Knight Crusader
- Cover of first edition
- Author: Ronald Welch
- Illustrator: William Stobbs
- Language: English
- Series: Carey family
- Subject: Crusader states, Third Crusade, Anglo-Norman England
- Genre: Children's historical novel
- Publisher: Oxford University Press
- Publication date: 1954
- Publication place: United Kingdom
- Media type: Print (hardcover)
- Pages: 272 pp (first edition)
- ISBN: 0192770861 (1979)
- OCLC: 315242056
- LC Class: PZ7.W4489 Kn

= Knight Crusader =

1954 book by Ronald Welch

Knight Crusader, "the story of Philip d'Aubigny", is a children's historical novel by Ronald Welch (Ronald Oliver Fenton), first published by Oxford in 1954 with illustrations by William Stobbs. It is set primarily in the Crusader states of Outremer in the twelfth century and features the Battle of Hattin and the Third Crusade.

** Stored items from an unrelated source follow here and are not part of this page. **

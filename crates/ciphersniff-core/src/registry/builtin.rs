//! Built-in constant tables.
//!
//! Values are listed as they appear in reference implementations: one `u32`
//! per table entry, or four packed table bytes per `u32` for byte-wide
//! tables such as S-boxes and character maps. Byte order is resolved at scan
//! time, so each table is stored only once.

/// `(indicator name, constants)`
pub(crate) type BuiltinIndicator = (&'static str, &'static [u32]);

/// `(algorithm name, indicators)`
pub(crate) type BuiltinAlgorithm = (&'static str, &'static [BuiltinIndicator]);

const AES_RCON: &[u32] = &[
    0x01020408, 0x10204080, 0x1B366CD8,
];

const AES_S_BOX: &[u32] = &[
    0x637C777B, 0xF26B6FC5, 0x3001672B, 0xFED7AB76, 0xCA82C97D, 0xFA5947F0, 0xADD4A2AF, 0x9CA472C0,
    0xB7FD9326, 0x363FF7CC, 0x34A5E5F1, 0x71D83115, 0x04C723C3, 0x1896059A, 0x071280E2, 0xEB27B275,
    0x09832C1A, 0x1B6E5AA0, 0x523BD6B3, 0x29E32F84, 0x53D100ED, 0x20FCB15B, 0x6ACBBE39, 0x4A4C58CF,
    0xD0EFAAFB, 0x434D3385, 0x45F9027F, 0x503C9FA8, 0x51A3408F, 0x929D38F5, 0xBCB6DA21, 0x10FFF3D2,
    0xCD0C13EC, 0x5F974417, 0xC4A77E3D, 0x645D1973, 0x60814FDC, 0x222A9088, 0x46EEB814, 0xDE5E0BDB,
    0xE0323A0A, 0x4906245C, 0xC2D3AC62, 0x9195E479, 0xE7C8376D, 0x8DD54EA9, 0x6C56F4EA, 0x657AAE08,
    0xBA78252E, 0x1CA6B4C6, 0xE8DD741F, 0x4BBD8B8A, 0x703EB566, 0x4803F60E, 0x613557B9, 0x86C11D9E,
    0xE1F89811, 0x69D98E94, 0x9B1E87E9, 0xCE5528DF, 0x8CA1890D, 0xBFE64268, 0x41992D0F, 0xB054BB16,
];

const AES_REVERSE_S_BOX: &[u32] = &[
    0x52096AD5, 0x3036A538, 0xBF40A39E, 0x81F3D7FB, 0x7CE33982, 0x9B2FFF87, 0x348E4344, 0xC4DEE9CB,
    0x547B9432, 0xA6C2233D, 0xEE4C950B, 0x42FAC34E, 0x082EA166, 0x28D924B2, 0x765BA249, 0x6D8BD125,
    0x72F8F664, 0x86689816, 0xD4A45CCC, 0x5D65B692, 0x6C704850, 0xFDEDB9DA, 0x5E154657, 0xA78D9D84,
    0x90D8AB00, 0x8CBCD30A, 0xF7E45805, 0xB8B34506, 0xD02C1E8F, 0xCA3F0F02, 0xC1AFBD03, 0x01138A6B,
    0x3A911141, 0x4F67DCEA, 0x97F2CFCE, 0xF0B4E673, 0x96AC7422, 0xE7AD3585, 0xE2F937E8, 0x1C75DF6E,
    0x47F11A71, 0x1D29C589, 0x6FB7620E, 0xAA18BE1B, 0xFC563E4B, 0xC6D27920, 0x9ADBC0FE, 0x78CD5AF4,
    0x1FDDA833, 0x8807C731, 0xB1121059, 0x2780EC5F, 0x60517FA9, 0x19B54A0D, 0x2DE57A9F, 0x93C99CEF,
    0xA0E03B4D, 0xAE2AF5B0, 0xC8EBBB3C, 0x83539961, 0x172B047E, 0xBA77D626, 0xE1691463, 0x55210C7D,
];

const SALSA20_SIGMA: &[u32] = &[
    0x61707865, 0x3320646E, 0x79622D32, 0x6B206574,
];

const BASE64_CHAR_MAP: &[u32] = &[
    0x41424344, 0x45464748, 0x494A4B4C, 0x4D4E4F50, 0x51525354, 0x55565758, 0x595A6162, 0x63646566,
    0x6768696A, 0x6B6C6D6E, 0x6F707172, 0x73747576, 0x7778797A, 0x30313233, 0x34353637, 0x38392B2F,
];

const BASE64_DECODE_MAP_00: &[u32] = &[
    0x0000003E, 0x0000003F, 0x34353637, 0x38393A3B, 0x3C3D0000, 0x00000102, 0x03040506, 0x0708090A,
    0x0B0C0D0E, 0x0F101112, 0x13141516, 0x17181900, 0x001A1B1C, 0x1D1E1F20, 0x21222324, 0x25262728,
    0x292A2B2C, 0x2D2E2F30, 0x31323300,
];

const BASE64_DECODE_MAP_FF: &[u32] = &[
    0xFFFFFF3E, 0xFFFFFF3F, 0x34353637, 0x38393A3B, 0x3C3DFFFF, 0xFF000102, 0x03040506, 0x0708090A,
    0x0B0C0D0E, 0x0F101112, 0x13141516, 0x171819FF, 0xFF1A1B1C, 0x1D1E1F20, 0x21222324, 0x25262728,
    0x292A2B2C, 0x2D2E2F30, 0x313233FF,
];

const CRC32_POLYNOMIAL_1: &[u32] = &[
    0x04C11DB7,
];

const CRC32_POLYNOMIAL_2: &[u32] = &[
    0xDEBB20E3,
];

const CRC32_GENERATOR: &[u32] = &[
    0xEDB88320,
];

const CRC32_POLY_TABLE: &[u32] = &[
    0x00000000, 0x77073096, 0xEE0E612C, 0x990951BA, 0x076DC419, 0x706AF48F, 0xE963A535, 0x9E6495A3,
    0x0EDB8832, 0x79DCB8A4, 0xE0D5E91E, 0x97D2D988, 0x09B64C2B, 0x7EB17CBD, 0xE7B82D07, 0x90BF1D91,
    0x1DB71064, 0x6AB020F2, 0xF3B97148, 0x84BE41DE, 0x1ADAD47D, 0x6DDDE4EB, 0xF4D4B551, 0x83D385C7,
    0x136C9856, 0x646BA8C0, 0xFD62F97A, 0x8A65C9EC, 0x14015C4F, 0x63066CD9, 0xFA0F3D63, 0x8D080DF5,
    0x3B6E20C8, 0x4C69105E, 0xD56041E4, 0xA2677172, 0x3C03E4D1, 0x4B04D447, 0xD20D85FD, 0xA50AB56B,
    0x35B5A8FA, 0x42B2986C, 0xDBBBC9D6, 0xACBCF940, 0x32D86CE3, 0x45DF5C75, 0xDCD60DCF, 0xABD13D59,
    0x26D930AC, 0x51DE003A, 0xC8D75180, 0xBFD06116, 0x21B4F4B5, 0x56B3C423, 0xCFBA9599, 0xB8BDA50F,
    0x2802B89E, 0x5F058808, 0xC60CD9B2, 0xB10BE924, 0x2F6F7C87, 0x58684C11, 0xC1611DAB, 0xB6662D3D,
    0x76DC4190, 0x01DB7106, 0x98D220BC, 0xEFD5102A, 0x71B18589, 0x06B6B51F, 0x9FBFE4A5, 0xE8B8D433,
    0x7807C9A2, 0x0F00F934, 0x9609A88E, 0xE10E9818, 0x7F6A0DBB, 0x086D3D2D, 0x91646C97, 0xE6635C01,
    0x6B6B51F4, 0x1C6C6162, 0x856530D8, 0xF262004E, 0x6C0695ED, 0x1B01A57B, 0x8208F4C1, 0xF50FC457,
    0x65B0D9C6, 0x12B7E950, 0x8BBEB8EA, 0xFCB9887C, 0x62DD1DDF, 0x15DA2D49, 0x8CD37CF3, 0xFBD44C65,
    0x4DB26158, 0x3AB551CE, 0xA3BC0074, 0xD4BB30E2, 0x4ADFA541, 0x3DD895D7, 0xA4D1C46D, 0xD3D6F4FB,
    0x4369E96A, 0x346ED9FC, 0xAD678846, 0xDA60B8D0, 0x44042D73, 0x33031DE5, 0xAA0A4C5F, 0xDD0D7CC9,
    0x5005713C, 0x270241AA, 0xBE0B1010, 0xC90C2086, 0x5768B525, 0x206F85B3, 0xB966D409, 0xCE61E49F,
    0x5EDEF90E, 0x29D9C998, 0xB0D09822, 0xC7D7A8B4, 0x59B33D17, 0x2EB40D81, 0xB7BD5C3B, 0xC0BA6CAD,
    0xEDB88320, 0x9ABFB3B6, 0x03B6E20C, 0x74B1D29A, 0xEAD54739, 0x9DD277AF, 0x04DB2615, 0x73DC1683,
    0xE3630B12, 0x94643B84, 0x0D6D6A3E, 0x7A6A5AA8, 0xE40ECF0B, 0x9309FF9D, 0x0A00AE27, 0x7D079EB1,
    0xF00F9344, 0x8708A3D2, 0x1E01F268, 0x6906C2FE, 0xF762575D, 0x806567CB, 0x196C3671, 0x6E6B06E7,
    0xFED41B76, 0x89D32BE0, 0x10DA7A5A, 0x67DD4ACC, 0xF9B9DF6F, 0x8EBEEFF9, 0x17B7BE43, 0x60B08ED5,
    0xD6D6A3E8, 0xA1D1937E, 0x38D8C2C4, 0x4FDFF252, 0xD1BB67F1, 0xA6BC5767, 0x3FB506DD, 0x48B2364B,
    0xD80D2BDA, 0xAF0A1B4C, 0x36034AF6, 0x41047A60, 0xDF60EFC3, 0xA867DF55, 0x316E8EEF, 0x4669BE79,
    0xCB61B38C, 0xBC66831A, 0x256FD2A0, 0x5268E236, 0xCC0C7795, 0xBB0B4703, 0x220216B9, 0x5505262F,
    0xC5BA3BBE, 0xB2BD0B28, 0x2BB45A92, 0x5CB36A04, 0xC2D7FFA7, 0xB5D0CF31, 0x2CD99E8B, 0x5BDEAE1D,
    0x9B64C2B0, 0xEC63F226, 0x756AA39C, 0x026D930A, 0x9C0906A9, 0xEB0E363F, 0x72076785, 0x05005713,
    0x95BF4A82, 0xE2B87A14, 0x7BB12BAE, 0x0CB61B38, 0x92D28E9B, 0xE5D5BE0D, 0x7CDCEFB7, 0x0BDBDF21,
    0x86D3D2D4, 0xF1D4E242, 0x68DDB3F8, 0x1FDA836E, 0x81BE16CD, 0xF6B9265B, 0x6FB077E1, 0x18B74777,
    0x88085AE6, 0xFF0F6A70, 0x66063BCA, 0x11010B5C, 0x8F659EFF, 0xF862AE69, 0x616BFFD3, 0x166CCF45,
    0xA00AE278, 0xD70DD2EE, 0x4E048354, 0x3903B3C2, 0xA7672661, 0xD06016F7, 0x4969474D, 0x3E6E77DB,
    0xAED16A4A, 0xD9D65ADC, 0x40DF0B66, 0x37D83BF0, 0xA9BCAE53, 0xDEBB9EC5, 0x47B2CF7F, 0x30B5FFE9,
    0xBDBDF21C, 0xCABAC28A, 0x53B39330, 0x24B4A3A6, 0xBAD03605, 0xCDD70693, 0x54DE5729, 0x23D967BF,
    0xB3667A2E, 0xC4614AB8, 0x5D681B02, 0x2A6F2B94, 0xB40BBE37, 0xC30C8EA1, 0x5A05DF1B, 0x2D02EF8D,
];

const MD_SHA1_INIT: &[u32] = &[
    0x67452301, 0xEFCDAB89, 0x98BADCFE, 0x10325476,
];

const MD4_SHA1_CONSTS: &[u32] = &[
    0x5A827999, 0x6ED9EBA1,
];

const SHA1_CONSTS: &[u32] = &[
    0x5A827999, 0x6ED9EBA1, 0x8F1BBCDC, 0xCA62C1D6,
];

const MD5_CONSTS: &[u32] = &[
    0xD76AA478, 0xE8C7B756, 0x242070DB, 0xC1BDCEEE, 0xF57C0FAF, 0x4787C62A, 0xA8304613, 0xFD469501,
    0x698098D8, 0x8B44F7AF, 0xFFFF5BB1, 0x895CD7BE, 0x6B901122, 0xFD987193, 0xA679438E, 0x49B40821,
    0xF61E2562, 0xC040B340, 0x265E5A51, 0xE9B6C7AA, 0xD62F105D, 0x02441453, 0xD8A1E681, 0xE7D3FBC8,
    0x21E1CDE6, 0xC33707D6, 0xF4D50D87, 0x455A14ED, 0xA9E3E905, 0xFCEFA3F8, 0x676F02D9, 0x8D2A4C8A,
    0xFFFA3942, 0x8771F681, 0x6D9D6122, 0xFDE5380C, 0xA4BEEA44, 0x4BDECFA9, 0xF6BB4B60, 0xBEBFBC70,
    0x289B7EC6, 0xEAA127FA, 0xD4EF3085, 0x04881D05, 0xD9D4D039, 0xE6DB99E5, 0x1FA27CF8, 0xC4AC5665,
    0xF4292244, 0x432AFF97, 0xAB9423A7, 0xFC93A039, 0x655B59C3, 0x8F0CCC92, 0xFFEFF47D, 0x85845DD1,
    0x6FA87E4F, 0xFE2CE6E0, 0xA3014314, 0x4E0811A1, 0xF7537E82, 0xBD3AF235, 0x2AD7D2BB, 0xEB86D391,
];

const SHA256_ROUND_CONSTS: &[u32] = &[
    0x428A2F98, 0x71374491, 0xB5C0FBCF, 0xE9B5DBA5, 0x3956C25B, 0x59F111F1, 0x923F82A4, 0xAB1C5ED5,
    0xD807AA98, 0x12835B01, 0x243185BE, 0x550C7DC3, 0x72BE5D74, 0x80DEB1FE, 0x9BDC06A7, 0xC19BF174,
    0xE49B69C1, 0xEFBE4786, 0x0FC19DC6, 0x240CA1CC, 0x2DE92C6F, 0x4A7484AA, 0x5CB0A9DC, 0x76F988DA,
    0x983E5152, 0xA831C66D, 0xB00327C8, 0xBF597FC7, 0xC6E00BF3, 0xD5A79147, 0x06CA6351, 0x14292967,
    0x27B70A85, 0x2E1B2138, 0x4D2C6DFC, 0x53380D13, 0x650A7354, 0x766A0ABB, 0x81C2C92E, 0x92722C85,
    0xA2BFE8A1, 0xA81A664B, 0xC24B8B70, 0xC76C51A3, 0xD192E819, 0xD6990624, 0xF40E3585, 0x106AA070,
    0x19A4C116, 0x1E376C08, 0x2748774C, 0x34B0BCB5, 0x391C0CB3, 0x4ED8AA4A, 0x5B9CCA4F, 0x682E6FF3,
    0x748F82EE, 0x78A5636F, 0x84C87814, 0x8CC70208, 0x90BEFFFA, 0xA4506CEB, 0xBEF9A3F7, 0xC67178F2,
];

const SHA224_INIT: &[u32] = &[
    0xC1059ED8, 0x367CD507, 0x3070DD17, 0xF70E5939, 0xFFC00B31, 0x68581511, 0x64F98FA7, 0xBEFA4FA4,
];

const SHA256_INIT: &[u32] = &[
    0x6A09E667, 0xBB67AE85, 0x3C6EF372, 0xA54FF53A, 0x510E527F, 0x9B05688C, 0x1F83D9AB, 0x5BE0CD19,
];

const SHA512_ROUND_CONSTS: &[u32] = &[
    0x428A2F98, 0xD728AE22, 0x71374491, 0x23EF65CD, 0xB5C0FBCF, 0xEC4D3B2F, 0xE9B5DBA5, 0x8189DBBC,
    0x3956C25B, 0xF348B538, 0x59F111F1, 0xB605D019, 0x923F82A4, 0xAF194F9B, 0xAB1C5ED5, 0xDA6D8118,
    0xD807AA98, 0xA3030242, 0x12835B01, 0x45706FBE, 0x243185BE, 0x4EE4B28C, 0x550C7DC3, 0xD5FFB4E2,
    0x72BE5D74, 0xF27B896F, 0x80DEB1FE, 0x3B1696B1, 0x9BDC06A7, 0x25C71235, 0xC19BF174, 0xCF692694,
    0xE49B69C1, 0x9EF14AD2, 0xEFBE4786, 0x384F25E3, 0x0FC19DC6, 0x8B8CD5B5, 0x240CA1CC, 0x77AC9C65,
    0x2DE92C6F, 0x592B0275, 0x4A7484AA, 0x6EA6E483, 0x5CB0A9DC, 0xBD41FBD4, 0x76F988DA, 0x831153B5,
    0x983E5152, 0xEE66DFAB, 0xA831C66D, 0x2DB43210, 0xB00327C8, 0x98FB213F, 0xBF597FC7, 0xBEEF0EE4,
    0xC6E00BF3, 0x3DA88FC2, 0xD5A79147, 0x930AA725, 0x06CA6351, 0xE003826F, 0x14292967, 0x0A0E6E70,
    0x27B70A85, 0x46D22FFC, 0x2E1B2138, 0x5C26C926, 0x4D2C6DFC, 0x5AC42AED, 0x53380D13, 0x9D95B3DF,
    0x650A7354, 0x8BAF63DE, 0x766A0ABB, 0x3C77B2A8, 0x81C2C92E, 0x47EDAEE6, 0x92722C85, 0x1482353B,
    0xA2BFE8A1, 0x4CF10364, 0xA81A664B, 0xBC423001, 0xC24B8B70, 0xD0F89791, 0xC76C51A3, 0x0654BE30,
    0xD192E819, 0xD6EF5218, 0xD6990624, 0x5565A910, 0xF40E3585, 0x5771202A, 0x106AA070, 0x32BBD1B8,
    0x19A4C116, 0xB8D2D0C8, 0x1E376C08, 0x5141AB53, 0x2748774C, 0xDF8EEB99, 0x34B0BCB5, 0xE19B48A8,
    0x391C0CB3, 0xC5C95A63, 0x4ED8AA4A, 0xE3418ACB, 0x5B9CCA4F, 0x7763E373, 0x682E6FF3, 0xD6B2B8A3,
    0x748F82EE, 0x5DEFB2FC, 0x78A5636F, 0x43172F60, 0x84C87814, 0xA1F0AB72, 0x8CC70208, 0x1A6439EC,
    0x90BEFFFA, 0x23631E28, 0xA4506CEB, 0xDE82BDE9, 0xBEF9A3F7, 0xB2C67915, 0xC67178F2, 0xE372532B,
    0xCA273ECE, 0xEA26619C, 0xD186B8C7, 0x21C0C207, 0xEADA7DD6, 0xCDE0EB1E, 0xF57D4F7F, 0xEE6ED178,
    0x06F067AA, 0x72176FBA, 0x0A637DC5, 0xA2C898A6, 0x113F9804, 0xBEF90DAE, 0x1B710B35, 0x131C471B,
    0x28DB77F5, 0x23047D84, 0x32CAAB7B, 0x40C72493, 0x3C9EBE0A, 0x15C9BEBC, 0x431D67C4, 0x9C100D4C,
    0x4CC5D4BE, 0xCB3E42B6, 0x597F299C, 0xFC657E2A, 0x5FCB6FAB, 0x3AD6FAEC, 0x6C44198C, 0x4A475817,
];

const SHA384_INIT: &[u32] = &[
    0xCBBB9D5D, 0xC1059ED8, 0x629A292A, 0x367CD507, 0x9159015A, 0x3070DD17, 0x152FECD8, 0xF70E5939,
    0x67332667, 0xFFC00B31, 0x8EB44A87, 0x68581511, 0xDB0C2E0D, 0x64F98FA7, 0x47B5481D, 0xBEFA4FA4,
];

const SHA512_INIT: &[u32] = &[
    0x6A09E667, 0xF3BCC908, 0xBB67AE85, 0x84CAA73B, 0x3C6EF372, 0xFE94F82B, 0xA54FF53A, 0x5F1D36F1,
    0x510E527F, 0xADE682D1, 0x9B05688C, 0x2B3E6C1F, 0x1F83D9AB, 0xFB41BD6B, 0x5BE0CD19, 0x137E2179,
];

const TEA_DELTA: &[u32] = &[
    0x9E3779B9,
];

const TEA_SUM: &[u32] = &[
    0xC6EF3720,
];

const ZIPCRYPTO_KEYS: &[u32] = &[
    0x12345678, 0x23456789, 0x34567890,
];

const ZIPCRYPTO_LCG_A: &[u32] = &[
    0x08088405,
];

const FNV_PRIME: &[u32] = &[
    0x01000193,
];

const FNV_OFFSET: &[u32] = &[
    0x811C9DC5,
];

const WHIRLPOOL_S_BOX: &[u32] = &[
    0xE8C62318, 0x4F01B887, 0xF5D2A636, 0x52916F79, 0x8E9BBC60, 0x357B0CA3, 0xC2D7E01D, 0x57FE4B2E,
    0xE5377715, 0xDA4AF09F, 0x0A29C958, 0x856BA0B1, 0xF4105DBD, 0x67053ECB, 0x8B4127E4, 0xD8957DA7,
    0x667CEEFB, 0x9E4717DD, 0x07BF2DCA, 0x33835AAD, 0x71AA0263, 0xD94919C8, 0x885BE3F2, 0xB032269A,
    0x80D50FE9, 0x4834CDBE, 0x5F907AFF, 0xAE1A6820, 0x229354B4, 0x1273F164, 0xECC30840, 0x3D8DA1DB,
    0x2BCF0097, 0x1BD68276, 0x506AAFB5, 0xEF30F345, 0xEAA2553F, 0xC02FBA65, 0x4DFD1CDE, 0x8A067592,
    0x1F0EE6B2, 0x96A8D462, 0x5925C5F9, 0x4C397284, 0x8C38785E, 0x61E2A5D1, 0x1E9C21B3, 0x04FCC743,
    0x0D6D9951, 0x247EDFFA, 0x11CEAB3B, 0xEBB74E8F, 0xF794813C, 0xD32C13B9, 0x03C46EE7, 0xA97F4456,
    0x53C1BB2A, 0x6C9D0BDC, 0x46F67431, 0xE11489AC, 0x09693A16, 0xEDD0B670, 0xA49842CC, 0x86F85C28,
];

const LCG_MSVC_GLIBC: &[u32] = &[
    0x41C64E6D,
];

const LCG_DELPHI: &[u32] = &[
    0x08088405,
];

const LCG_VBA: &[u32] = &[
    0x00FD43FD,
];

/// Every built-in algorithm, in report order
pub(crate) const BUILTIN: &[BuiltinAlgorithm] = &[
    (
        "AES",
        &[
            ("Rcon", AES_RCON),
            ("S-box", AES_S_BOX),
            ("Reverse S-box", AES_REVERSE_S_BOX),
        ],
    ),
    (
        "Salsa20 / ChaCha20",
        &[
            ("Init", SALSA20_SIGMA),
        ],
    ),
    (
        "Base64",
        &[
            ("Char map", BASE64_CHAR_MAP),
            ("Decode map (00)", BASE64_DECODE_MAP_00),
            ("Decode map (FF)", BASE64_DECODE_MAP_FF),
        ],
    ),
    (
        "CRC-32",
        &[
            ("Polynomial 1", CRC32_POLYNOMIAL_1),
            ("Polynomial 2", CRC32_POLYNOMIAL_2),
            ("Generator", CRC32_GENERATOR),
            ("Poly Table", CRC32_POLY_TABLE),
        ],
    ),
    (
        "MD4 / MD5 / SHA-1",
        &[
            ("Init", MD_SHA1_INIT),
            ("[MD4 / SHA-1] Consts", MD4_SHA1_CONSTS),
            ("[SHA-1] Consts", SHA1_CONSTS),
            ("[MD5] Consts", MD5_CONSTS),
        ],
    ),
    (
        "SHA-224 / SHA-256",
        &[
            ("Round Consts", SHA256_ROUND_CONSTS),
            ("[SHA-224] Init", SHA224_INIT),
            ("[SHA-256] Init", SHA256_INIT),
        ],
    ),
    (
        "SHA-384 / SHA-512",
        &[
            ("Round Consts", SHA512_ROUND_CONSTS),
            ("[SHA-384] Init", SHA384_INIT),
            ("[SHA-512] Init", SHA512_INIT),
        ],
    ),
    (
        "TEA / XTEA / XXTEA",
        &[
            ("Delta", TEA_DELTA),
            ("[TEA] Sum", TEA_SUM),
        ],
    ),
    (
        "ZipCrypto",
        &[
            ("Keys", ZIPCRYPTO_KEYS),
            ("LCG a", ZIPCRYPTO_LCG_A),
        ],
    ),
    (
        "FNV",
        &[
            ("Prime", FNV_PRIME),
            ("Offset", FNV_OFFSET),
        ],
    ),
    (
        "Whirlpool",
        &[
            ("S-box", WHIRLPOOL_S_BOX),
        ],
    ),
    (
        "LCG params",
        &[
            ("C/C++", LCG_MSVC_GLIBC),
            ("Delphi/Pascal", LCG_DELPHI),
            ("VBA", LCG_VBA),
        ],
    ),
];

/// True when every algorithm has at least one indicator and every
/// indicator at least one constant
const fn table_is_valid(table: &[BuiltinAlgorithm]) -> bool {
    let mut i = 0;
    while i < table.len() {
        let indicators = table[i].1;
        if indicators.is_empty() {
            return false;
        }
        let mut j = 0;
        while j < indicators.len() {
            if indicators[j].1.is_empty() {
                return false;
            }
            j += 1;
        }
        i += 1;
    }
    true
}

const _: () = assert!(table_is_valid(BUILTIN), "built-in table has an empty entry");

Welch won the annual Carnegie Medal from the Library Association, recognising the year's best children's book by a British subject.

==Plot summary==

The novel is divided into three parts: the first part leads up to the Battle of Hattin; the second part, set four years later, shows Philip d'Aubigny's escape from captivity at the time of the Third Crusade, and the final part deals with Philip's reclaiming his ancestral lands in the Welsh Marches.

At the beginning of the novel, Outremer has been in existence for nearly one hundred years since the capture of Jerusalem in 1099. However, the Emir Saladin is uniting the Islamic forces against the Crusader states. The great military orders of the Knights Templar and Knights Hospitaller are eager for the fray, but others are concerned that there are not enough Christian knights in Outremer to form an effective field army while continuing to garrison the castles that protect the Latin Kingdom. Saladin invades Outremer and besieges Tiberias. Guy of Lusignan, the charming but weak-willed King of Jerusalem, is swayed by poor advice to march the assembled forces of Outremer to the relief of the city across a waterless plain at the height of summer. Debilitated by the desert conditions before the battle even begins, the Christian army suffers a devastating defeat at Hattin. Most of the weakly-held fortresses of Outremer fall to Saladin and Jerusalem is taken by the Muslim armies.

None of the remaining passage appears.